Work to be completed
Find the lines below that include the word "cannot" and state how many there are, adding nothing.

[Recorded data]

**********

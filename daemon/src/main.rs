//! `election`: command-line driver for an election ledger.

mod config;
mod script;

use std::path::{Path, PathBuf};
use std::sync::Arc;

use anyhow::Context;
use clap::Parser;
use election_ledger::{ElectionLedger, UniquenessTokenIssuer};
use election_nullables::NullClock;
use election_types::{Principal, Timestamp};
use election_utils::LogFormat;

use crate::config::DaemonConfig;
use crate::script::ScriptRunner;

#[derive(Parser)]
#[command(name = "election", about = "Election ledger driver")]
struct Cli {
    /// Path to a TOML configuration file. File settings are the base;
    /// CLI flags and env vars override them.
    #[arg(long, global = true, env = "ELECTION_CONFIG")]
    config: Option<PathBuf>,

    /// Ledger identity (0x-prefixed 20-byte address).
    #[arg(long, global = true, env = "ELECTION_LEDGER_ID")]
    ledger_id: Option<Principal>,

    /// Snapshot file the election state is loaded from and saved to.
    #[arg(long, global = true, env = "ELECTION_SNAPSHOT")]
    snapshot: Option<PathBuf>,

    /// Log format: "human" or "json".
    #[arg(long, global = true, env = "ELECTION_LOG_FORMAT")]
    log_format: Option<LogFormat>,

    /// Log level: "trace", "debug", "info", "warn", "error".
    #[arg(long, global = true, env = "ELECTION_LOG_LEVEL")]
    log_level: Option<String>,

    #[command(subcommand)]
    command: Command,
}

#[derive(clap::Subcommand)]
enum Command {
    /// Replay a JSON command script and print every event as a JSON line.
    Run {
        #[arg(long)]
        script: PathBuf,
    },
    /// Print the effective configuration as TOML.
    Config,
}

impl Cli {
    fn effective_config(&self) -> anyhow::Result<DaemonConfig> {
        let mut config = match &self.config {
            Some(path) => DaemonConfig::from_toml_file(path)?,
            None => DaemonConfig::default(),
        };
        if let Some(id) = self.ledger_id {
            config.ledger_id = id;
        }
        if let Some(path) = &self.snapshot {
            config.snapshot_path = Some(path.clone());
        }
        if let Some(format) = self.log_format {
            config.log_format = format;
        }
        if let Some(level) = &self.log_level {
            config.log_level = level.clone();
        }
        Ok(config)
    }
}

fn main() -> anyhow::Result<()> {
    let cli = Cli::parse();
    let config = cli.effective_config()?;
    election_utils::init_logging(config.log_format, &config.log_level);

    match cli.command {
        Command::Config => {
            print!("{}", config.to_toml_string()?);
        }
        Command::Run { script } => run_script(&config, &script)?,
    }
    Ok(())
}

fn run_script(config: &DaemonConfig, script_path: &Path) -> anyhow::Result<()> {
    let script = script::load_script(script_path)?;
    let start = config.start_time.unwrap_or_else(|| Timestamp::now().as_secs());
    let clock = Arc::new(NullClock::new(start));

    let ledger = match &config.snapshot_path {
        Some(path) if path.exists() => {
            let bytes = std::fs::read(path)
                .with_context(|| format!("cannot read snapshot {}", path.display()))?;
            let ledger = ElectionLedger::load_state(&bytes, clock.clone())?;
            if ledger.id() != config.ledger_id {
                anyhow::bail!(
                    "snapshot belongs to ledger {}, configured ledger is {}",
                    ledger.id(),
                    config.ledger_id
                );
            }
            ledger
        }
        _ => deploy(config, clock.clone())?,
    };

    tracing::info!(
        ledger = %ledger.id(),
        phase = %ledger.phase(),
        commands = script.len(),
        "replaying script"
    );
    let mut runner = ScriptRunner::new(ledger, clock);
    for line in runner.run(&script)? {
        println!("{line}");
    }
    tracing::info!(
        phase = %runner.ledger().phase(),
        events = runner.ledger().events().len(),
        "script finished"
    );
    for (recipient, amount) in runner.payouts().transfers() {
        tracing::info!(%recipient, %amount, "payout delivered");
    }

    if let Some(path) = &config.snapshot_path {
        let bytes = runner.into_ledger().save_state()?;
        std::fs::write(path, bytes)
            .with_context(|| format!("cannot write snapshot {}", path.display()))?;
        tracing::info!(path = %path.display(), "snapshot saved");
    }
    Ok(())
}

/// A fresh election: the first admin owns the token issuer and hands its
/// minter capability to the ledger.
fn deploy(config: &DaemonConfig, clock: Arc<NullClock>) -> anyhow::Result<ElectionLedger> {
    let (owner, access) = config.access_table()?;
    let mut ledger = ElectionLedger::new(
        config.ledger_id,
        UniquenessTokenIssuer::new(owner),
        access,
        clock,
    );
    ledger.grant_minter(&owner)?;
    tracing::info!(ledger = %config.ledger_id, %owner, "election deployed");
    Ok(ledger)
}

#[cfg(test)]
mod tests {
    use super::*;

    const ADMIN: &str = "0xadadadadadadadadadadadadadadadadadadadad";
    const ALICE: &str = "0x0101010101010101010101010101010101010101";

    fn config_with_snapshot(dir: &Path) -> DaemonConfig {
        DaemonConfig {
            admins: vec![ADMIN.parse().unwrap()],
            snapshot_path: Some(dir.join("state.bin")),
            start_time: Some(1_000),
            ..Default::default()
        }
    }

    #[test]
    fn cli_flags_override_file() {
        let mut file = tempfile::NamedTempFile::new().unwrap();
        std::io::Write::write_all(&mut file, b"log_level = \"warn\"\nlog_format = \"json\"\n").unwrap();
        let path = file.path().to_str().unwrap().to_string();

        let cli = Cli::parse_from(["election", "--config", &path, "--log-level", "debug", "config"]);
        let config = cli.effective_config().unwrap();
        assert_eq!(config.log_level, "debug");
        assert_eq!(config.log_format, LogFormat::Json);
    }

    #[test]
    fn state_survives_between_runs() {
        let dir = tempfile::tempdir().unwrap();
        let config = config_with_snapshot(dir.path());

        let first = dir.path().join("first.json");
        std::fs::write(
            &first,
            format!(
                r#"[{{"cmd": "add", "caller": "{ADMIN}", "name": "Alice", "payout_address": "{ALICE}"}},
                    {{"cmd": "advance", "caller": "{ADMIN}", "phase": "found_candidates"}}]"#
            ),
        )
        .unwrap();
        run_script(&config, &first).unwrap();

        let bytes = std::fs::read(dir.path().join("state.bin")).unwrap();
        let clock = Arc::new(NullClock::new(1_000));
        let ledger = ElectionLedger::load_state(&bytes, clock).unwrap();
        assert_eq!(ledger.phase(), election_types::Phase::FoundCandidates);
        assert_eq!(ledger.get_all_candidates().names, vec!["Alice"]);
    }

    #[test]
    fn snapshot_of_other_ledger_is_refused() {
        let dir = tempfile::tempdir().unwrap();
        let mut config = config_with_snapshot(dir.path());
        let script = dir.path().join("empty.json");
        std::fs::write(&script, "[]").unwrap();
        run_script(&config, &script).unwrap();

        config.ledger_id = Principal::repeat_byte(0x99);
        assert!(run_script(&config, &script).is_err());
    }

    #[test]
    fn deploy_requires_admin() {
        let clock = Arc::new(NullClock::new(0));
        assert!(deploy(&DaemonConfig::default(), clock).is_err());
    }
}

**********

Finished exercise
2